Boy Giant: Son of Gulliver by Michael Morpurgo
5.0

Omar is forced to flee Afganistan. He hopes to meet his mother again in the mystical place called England, where people smile and help each other and there is no war. But his boat goes down at sea and he wakes up somewhere very different...

I'll admit, I've never read Gulliver all the way through, just children's versions, so I can't say how accurate this is to the original. However, on its own merits, it's a beautiful story, very much a Michael Morpurgo. My early version doesn't have all the illustrations, but there's enough that I can tell this is going to be a very beautiful book.

Morpurgo and Foreman are an excellent team and this is going to be a wonderful book. I mean, I cried. But that's par for the course with these guys!

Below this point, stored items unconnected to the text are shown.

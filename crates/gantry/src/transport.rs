//! The RPC seam deployments are driven through.
//!
//! The orchestrator never talks to a node directly; it goes through
//! [`Transport`], a deliberately narrow surface that a test double can
//! implement in a few lines. [`HttpTransportFactory`] is the production
//! implementation: an alloy provider with a local wallet, built per resolved
//! network.

use alloy_network::{AnyNetwork, EthereumWallet, ReceiptResponse};
use alloy_primitives::{Address, TxHash};
use alloy_provider::{Provider, ProviderBuilder};
use alloy_rpc_types::TransactionRequest;
use alloy_serde::WithOtherFields;
use alloy_signer_local::PrivateKeySigner;
use async_trait::async_trait;
use gantry_config::ResolvedNetwork;
use std::sync::Arc;

/// Errors surfaced by a [`Transport`] implementation.
#[derive(Debug, thiserror::Error)]
pub enum TransportError {
    #[error("invalid RPC endpoint `{url}`: {source}")]
    InvalidEndpoint {
        url: String,
        #[source]
        source: url::ParseError,
    },
    #[error("invalid signing key configured for network `{0}`")]
    InvalidKey(String),
    #[error(transparent)]
    Rpc(#[from] alloy_transport::TransportError),
}

/// The slice of a transaction receipt deployment cares about.
#[derive(Clone, Debug, PartialEq, Eq)]
pub struct DeploymentReceipt {
    pub transaction_hash: TxHash,
    pub block_number: Option<u64>,
    pub contract_address: Option<Address>,
    /// `true` if execution succeeded, `false` if the transaction reverted.
    pub status: bool,
}

/// Narrow RPC surface for submitting one deployment and watching it land.
///
/// Implementations sign with the network credential; callers never handle
/// raw transaction bytes.
#[async_trait]
pub trait Transport: Send + Sync {
    /// Chain id reported by the node.
    async fn chain_id(&self) -> Result<u64, TransportError>;

    /// Next transaction sequence number for `from`.
    async fn transaction_count(&self, from: Address) -> Result<u64, TransportError>;

    /// Signs and broadcasts the transaction, returning its hash.
    async fn send_transaction(
        &self,
        tx: WithOtherFields<TransactionRequest>,
    ) -> Result<TxHash, TransportError>;

    /// Receipt for `hash`, or `None` while the transaction is pending.
    async fn receipt(&self, hash: TxHash) -> Result<Option<DeploymentReceipt>, TransportError>;
}

/// Builds a [`Transport`] for a resolved network.
pub trait TransportFactory: Send + Sync {
    fn connect(&self, network: &ResolvedNetwork) -> Result<Arc<dyn Transport>, TransportError>;
}

/// [`Transport`] over any alloy provider.
pub struct HttpTransport<P> {
    provider: P,
}

#[async_trait]
impl<P: Provider<AnyNetwork>> Transport for HttpTransport<P> {
    async fn chain_id(&self) -> Result<u64, TransportError> {
        Ok(self.provider.get_chain_id().await?)
    }

    async fn transaction_count(&self, from: Address) -> Result<u64, TransportError> {
        Ok(self.provider.get_transaction_count(from).await?)
    }

    async fn send_transaction(
        &self,
        tx: WithOtherFields<TransactionRequest>,
    ) -> Result<TxHash, TransportError> {
        let pending = self.provider.send_transaction(tx).await?;
        Ok(*pending.tx_hash())
    }

    async fn receipt(&self, hash: TxHash) -> Result<Option<DeploymentReceipt>, TransportError> {
        let receipt = self.provider.get_transaction_receipt(hash).await?;
        Ok(receipt.map(|receipt| DeploymentReceipt {
            transaction_hash: receipt.transaction_hash(),
            block_number: receipt.block_number(),
            contract_address: receipt.contract_address(),
            status: receipt.status(),
        }))
    }
}

/// Production transport factory: HTTP provider with the network's wallet and
/// the standard gas/fee fillers.
#[derive(Clone, Copy, Debug, Default)]
pub struct HttpTransportFactory;

impl TransportFactory for HttpTransportFactory {
    fn connect(&self, network: &ResolvedNetwork) -> Result<Arc<dyn Transport>, TransportError> {
        let url: url::Url = network.url.parse().map_err(|source| {
            TransportError::InvalidEndpoint { url: network.url.clone(), source }
        })?;
        let signer: PrivateKeySigner = network
            .private_key
            .parse()
            .map_err(|_| TransportError::InvalidKey(network.name.clone()))?;
        let provider = ProviderBuilder::new()
            .network::<AnyNetwork>()
            .wallet(EthereumWallet::new(signer))
            .connect_http(url);
        Ok(Arc::new(HttpTransport { provider }))
    }
}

Between Gran Baruta and Tapit - and my friends sitting here on my shoulders - I was discovering so much about Gulliver; for instance, how he had brought the English language to Lilliput three hundred or more years before, which was why everyone on the island now spoke two languages, Lilliputian and English. I discovered, in time, that the suit of clothes I was wearing had not been newly made for me, as I had always supposed, but was altered from some of Gulliver's clothes that they had kept and looked after when he left. As for my house, it had been Gulliver's house when he was on Lilliput. Like my clothes, it had been cared for all these years, and looked after, so that everything would be ready for him if he ever came back.

"He never did come back," Gran Baruta told me sadly one evening. "But we never forgot him, never forgot what he did for us, how his wise words changed our life here forever, helped us become who we are. The spirit of Guliver lives on. He may not have come back as we hoped, but you did, Son of Gulliver, you did."

So I was learning more and more about this Gulliver who had been there before me. But about Blufecu, they would tell me nothing. Just a mention of it and everyone fell silent. Blufescu was a closed subject.